Thursday, March 28, 2019
Satire, Humor, and Shock Value in Swifts A Modest Proposal Essay
Satire, Humor, and Shock Value in fasts A Modest Proposal Swifts message to the English government in A Modest Proposal deals with the disgusting state of the English-Irish common people. Swift, as the cashier expresses pity for the poor and oppressed, while maintaining his social status far supra them. The poor and oppressed that he refers to argon Catholics, peasants, and the poor homeless men, women, and children of the kingdom. This is what Swift is trying to make the English government, in particular the Parliament awake(predicate) of the great socioeconomic distance between the increasing number of peasants and the aristocracy, and the effectuate thereof. Swift conveys his message in a brilliant essay, in which he uses satire, humor and shock value. Swift pursues his main point in the archetypical paragraph It is a melancholy object to those who walk through Dublin . . .when they divulge . . .beggars of the female sex, followed by three, four, or six children, all in rags and importuning either passenger for an alms.

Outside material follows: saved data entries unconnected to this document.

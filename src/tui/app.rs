//! Application state for the TUI.
//!
//! `App` is a plain state machine: key events and background results go in,
//! [`Action`]s for the runner come out. Nothing here touches the terminal
//! or spawns tasks, so it is tested directly.

use crossterm::event::{KeyCode, KeyEvent, KeyModifiers};

use super::Event;
use crate::auth::Credential;
use crate::error::{ExploreError, Result};
use crate::viz::{BarDatum, LoadedPanel, Viz, VizData};

/// Which pane is shown.
#[derive(Debug, Clone, Copy, PartialEq, Eq, Default)]
pub enum Screen {
    /// Token entry.
    #[default]
    Connect,
    /// Waiting for the connection and the first viz.
    Loading,
    /// The current viz, with the selector.
    Charts,
    /// Something failed; see [`App::error`].
    Error,
}

/// Work the runner must start on behalf of the UI.
#[derive(Debug, Clone, PartialEq, Eq)]
pub enum Action {
    /// Connect with this credential, then load the viz.
    Connect(Credential, Viz),
    /// Read a token from the clipboard.
    Paste,
    /// Run a viz's setup and load its charts.
    LoadViz(Viz),
    /// Reload a viz's detail panels for a selection.
    Select(Viz, Option<i64>),
}

/// Single-line text input. The cursor is a character index.
#[derive(Debug, Default)]
pub struct InputState {
    pub text: String,
    pub cursor: usize,
}

impl InputState {
    pub fn new() -> Self {
        Self::default()
    }

    fn byte_index(&self) -> usize {
        self.text
            .char_indices()
            .nth(self.cursor)
            .map_or(self.text.len(), |(i, _)| i)
    }

    /// Inserts a character at the cursor position.
    pub fn insert(&mut self, c: char) {
        let at = self.byte_index();
        self.text.insert(at, c);
        self.cursor += 1;
    }

    /// Inserts a string at the cursor position.
    pub fn insert_str(&mut self, s: &str) {
        let at = self.byte_index();
        self.text.insert_str(at, s);
        self.cursor += s.chars().count();
    }

    /// Deletes the character before the cursor.
    pub fn backspace(&mut self) {
        if self.cursor > 0 {
            self.cursor -= 1;
            let at = self.byte_index();
            self.text.remove(at);
        }
    }

    pub fn move_left(&mut self) {
        self.cursor = self.cursor.saturating_sub(1);
    }

    pub fn move_right(&mut self) {
        if self.cursor < self.len() {
            self.cursor += 1;
        }
    }

    /// Replaces the whole text, moving the cursor to the end.
    pub fn set(&mut self, text: &str) {
        self.text = text.to_string();
        self.cursor = self.len();
    }

    /// Clears the input and returns the previous text.
    pub fn take(&mut self) -> String {
        self.cursor = 0;
        std::mem::take(&mut self.text)
    }

    pub fn len(&self) -> usize {
        self.text.chars().count()
    }

    pub fn is_empty(&self) -> bool {
        self.text.trim().is_empty()
    }

    /// The text with every character replaced by a bullet.
    pub fn masked(&self) -> String {
        "•".repeat(self.len())
    }
}

/// What the error pane shows.
#[derive(Debug, Clone, PartialEq, Eq)]
pub struct ErrorView {
    pub category: &'static str,
    pub message: String,
    pub hint: Option<String>,
    /// The connection failed and a new token may be entered.
    pub can_reenter: bool,
}

impl From<&ExploreError> for ErrorView {
    fn from(err: &ExploreError) -> Self {
        Self {
            category: err.category(),
            message: err.to_string(),
            hint: err.attach_hint(),
            can_reenter: matches!(err, ExploreError::ConnectionInitialization(_)),
        }
    }
}

/// Main application state.
pub struct App {
    /// Whether the application is still running.
    pub running: bool,
    pub screen: Screen,
    /// Token being typed on the connect pane.
    pub token_input: InputState,
    /// Where to get a token, shown on the connect pane.
    pub token_url: Option<String>,
    /// Engine and endpoint, for the header.
    pub engine_info: String,
    /// Set once a connection has been requested; cleared if it fails.
    pub connect_requested: bool,
    /// The viz shown on the charts pane.
    pub viz: Viz,
    /// The current viz is running its setup and first queries.
    pub loading_viz: bool,
    /// Title of the primary chart.
    pub title: String,
    /// Bars of the primary chart.
    pub bars: Vec<BarDatum>,
    /// Index into `bars`.
    pub cursor: usize,
    /// The bar value the details are filtered by.
    pub selection: Option<i64>,
    pub details: Vec<LoadedPanel>,
    /// Detail panels for `selection` are being loaded.
    pub details_loading: bool,
    pub error: Option<ErrorView>,
    /// One-line status message.
    pub status: Option<String>,
}

impl App {
    pub fn new(engine_info: impl Into<String>, token_url: Option<String>) -> Self {
        Self {
            running: true,
            screen: Screen::Connect,
            token_input: InputState::new(),
            token_url,
            engine_info: engine_info.into(),
            connect_requested: false,
            viz: Viz::default(),
            loading_viz: false,
            title: String::new(),
            bars: Vec::new(),
            cursor: 0,
            selection: None,
            details: Vec::new(),
            details_loading: false,
            error: None,
            status: None,
        }
    }

    /// Starts connecting with `credential`, unless a connection was
    /// already requested or the credential is empty.
    pub fn connect_with(&mut self, credential: Credential) -> Option<Action> {
        if self.connect_requested {
            self.status = Some("Already connected".to_string());
            return None;
        }
        if credential.is_empty() {
            self.status = Some("Enter a token first".to_string());
            return None;
        }
        self.connect_requested = true;
        self.loading_viz = true;
        self.screen = Screen::Loading;
        self.status = Some("Connecting...".to_string());
        Some(Action::Connect(credential, self.viz))
    }

    /// Whether Enter on the connect pane would connect.
    pub fn can_connect(&self) -> bool {
        !self.connect_requested && !self.token_input.is_empty()
    }

    /// The value of the bar under the cursor, when it is numeric.
    pub fn cursor_value(&self) -> Option<i64> {
        self.bars.get(self.cursor)?.label.parse().ok()
    }

    /// Handles an event and returns work for the runner, if any.
    pub fn handle_event(&mut self, event: Event) -> Option<Action> {
        match event {
            Event::Key(key) => self.handle_key(key),
            Event::Resize(_, _) | Event::Tick => None,
        }
    }

    fn handle_key(&mut self, key: KeyEvent) -> Option<Action> {
        let ctrl = key.modifiers.contains(KeyModifiers::CONTROL);
        match key.code {
            KeyCode::Char('c') | KeyCode::Char('q') if ctrl => {
                self.running = false;
                return None;
            }
            _ => {}
        }

        match self.screen {
            Screen::Connect => self.handle_connect_key(key, ctrl),
            Screen::Loading => {
                if key.code == KeyCode::Char('q') {
                    self.running = false;
                }
                None
            }
            Screen::Charts => self.handle_charts_key(key),
            Screen::Error => {
                self.handle_error_key(key);
                None
            }
        }
    }

    fn handle_connect_key(&mut self, key: KeyEvent, ctrl: bool) -> Option<Action> {
        match key.code {
            KeyCode::Char('v') if ctrl => return Some(Action::Paste),
            KeyCode::Char(c) if !ctrl => self.token_input.insert(c),
            KeyCode::Backspace => self.token_input.backspace(),
            KeyCode::Left => self.token_input.move_left(),
            KeyCode::Right => self.token_input.move_right(),
            KeyCode::Esc => self.running = false,
            KeyCode::Enter if self.can_connect() => {
                let token = self.token_input.take();
                return self.connect_with(Credential::new(token.trim()));
            }
            _ => {}
        }
        None
    }

    fn handle_charts_key(&mut self, key: KeyEvent) -> Option<Action> {
        match key.code {
            KeyCode::Char('q') => self.running = false,
            KeyCode::Tab => return self.switch_viz(self.viz.next()),
            KeyCode::BackTab => return self.switch_viz(self.viz.prev()),
            KeyCode::Char(c @ '1'..='9') => {
                let index = c as usize - '1' as usize;
                let viz = Viz::ALL.get(index).copied()?;
                return self.switch_viz(viz);
            }
            KeyCode::Left => self.cursor = self.cursor.saturating_sub(1),
            KeyCode::Right => {
                if self.cursor + 1 < self.bars.len() {
                    self.cursor += 1;
                }
            }
            KeyCode::Enter | KeyCode::Char(' ') => return self.toggle_selection(),
            KeyCode::Esc if self.selection.is_some() => return self.select(None),
            _ => {}
        }
        None
    }

    fn handle_error_key(&mut self, key: KeyEvent) {
        let can_reenter = self.error.as_ref().is_some_and(|e| e.can_reenter);
        match key.code {
            KeyCode::Char('q') => self.running = false,
            KeyCode::Esc | KeyCode::Enter if can_reenter => {
                self.error = None;
                self.connect_requested = false;
                self.screen = Screen::Connect;
                self.status = Some("Enter a new token to reconnect".to_string());
            }
            KeyCode::Esc if self.connect_requested => {
                self.error = None;
                self.screen = Screen::Charts;
            }
            _ => {}
        }
    }

    fn switch_viz(&mut self, viz: Viz) -> Option<Action> {
        if viz == self.viz && !self.bars.is_empty() {
            return None;
        }
        self.viz = viz;
        self.loading_viz = true;
        self.title.clear();
        self.bars.clear();
        self.cursor = 0;
        self.selection = None;
        self.details.clear();
        self.details_loading = false;
        self.status = Some(format!("Loading {}...", viz.name()));
        Some(Action::LoadViz(viz))
    }

    fn toggle_selection(&mut self) -> Option<Action> {
        if !self.viz.is_selectable() || self.loading_viz {
            return None;
        }
        let value = self.cursor_value()?;
        if self.selection == Some(value) {
            self.select(None)
        } else {
            self.select(Some(value))
        }
    }

    fn select(&mut self, selection: Option<i64>) -> Option<Action> {
        self.selection = selection;
        self.details_loading = true;
        self.status = selection.map(|value| format!("Filtering by {value}..."));
        Some(Action::Select(self.viz, selection))
    }

    /// Applies a finished viz load. Loads for another viz are dropped.
    pub fn on_viz_loaded(&mut self, viz: Viz, result: Result<VizData>) {
        if viz != self.viz {
            return;
        }
        self.loading_viz = false;
        match result {
            Ok(data) => {
                self.cursor = data.primary.len().saturating_sub(1);
                self.title = data.title;
                self.bars = data.primary;
                self.details = data.details;
                self.selection = None;
                self.details_loading = false;
                self.screen = Screen::Charts;
                self.status = None;
            }
            Err(e) => self.show_error(&e),
        }
    }

    /// Applies reloaded detail panels.
    ///
    /// Results for a viz or selection other than the current one are dropped.
    pub fn on_details_loaded(
        &mut self,
        viz: Viz,
        selection: Option<i64>,
        result: Result<Vec<LoadedPanel>>,
    ) {
        if viz != self.viz || selection != self.selection {
            return;
        }
        self.details_loading = false;
        match result {
            Ok(details) => {
                self.details = details;
                self.status = None;
            }
            Err(e) => self.show_error(&e),
        }
    }

    /// Applies a clipboard read.
    pub fn on_paste(&mut self, result: Result<Credential>) {
        match result {
            Ok(credential) => {
                self.token_input.set(credential.expose());
                self.status = Some("Token pasted; press Enter to connect".to_string());
            }
            Err(e) => self.status = Some(e.to_string()),
        }
    }

    pub fn show_error(&mut self, err: &ExploreError) {
        self.loading_viz = false;
        self.details_loading = false;
        self.error = Some(ErrorView::from(err));
        self.screen = Screen::Error;
        self.status = None;
    }
}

These mothers instead of being able to maneuver for their honest livelihood, are forced to employ all their time in strolling to beg hold for their helpless infants, who, as they grow up, either turn thieves for want of work or fight for the phony in Spain. (2181) The last statement regarding the Pretender in Spain is a stab at Catholicism, the Pretender, being the Catholic crowd II, claimant to the English crown. In fact, Catholics are the butt of many sardonic jokes in the essay. ... ...and hammering the condemning social statement into the reader. Swift goes beyond sightly describing the socioeconomic distance between the aristocracy and the poor. He goes beyond masking the deplorable state of the cou ntry. Swift clearly shows the ludicrous nature of the fellowship in which he lived, the feudal system, religious conflicts, the lack of social mobility, the aristocracy, and overpopulation. In condemning Catholics, he is condemning the Irish. In making the Irish kayoed to be a problem that can be solved by this proposal, he shows his disapproval of English involvement in Irish affairs, and furthermore, the expanding British Empire. Thus A Modest Proposal does not present an root to the societal problems of its day, but ultimately raises more questions. Not questions of fact, but questions of a profound socio-philosophical nature.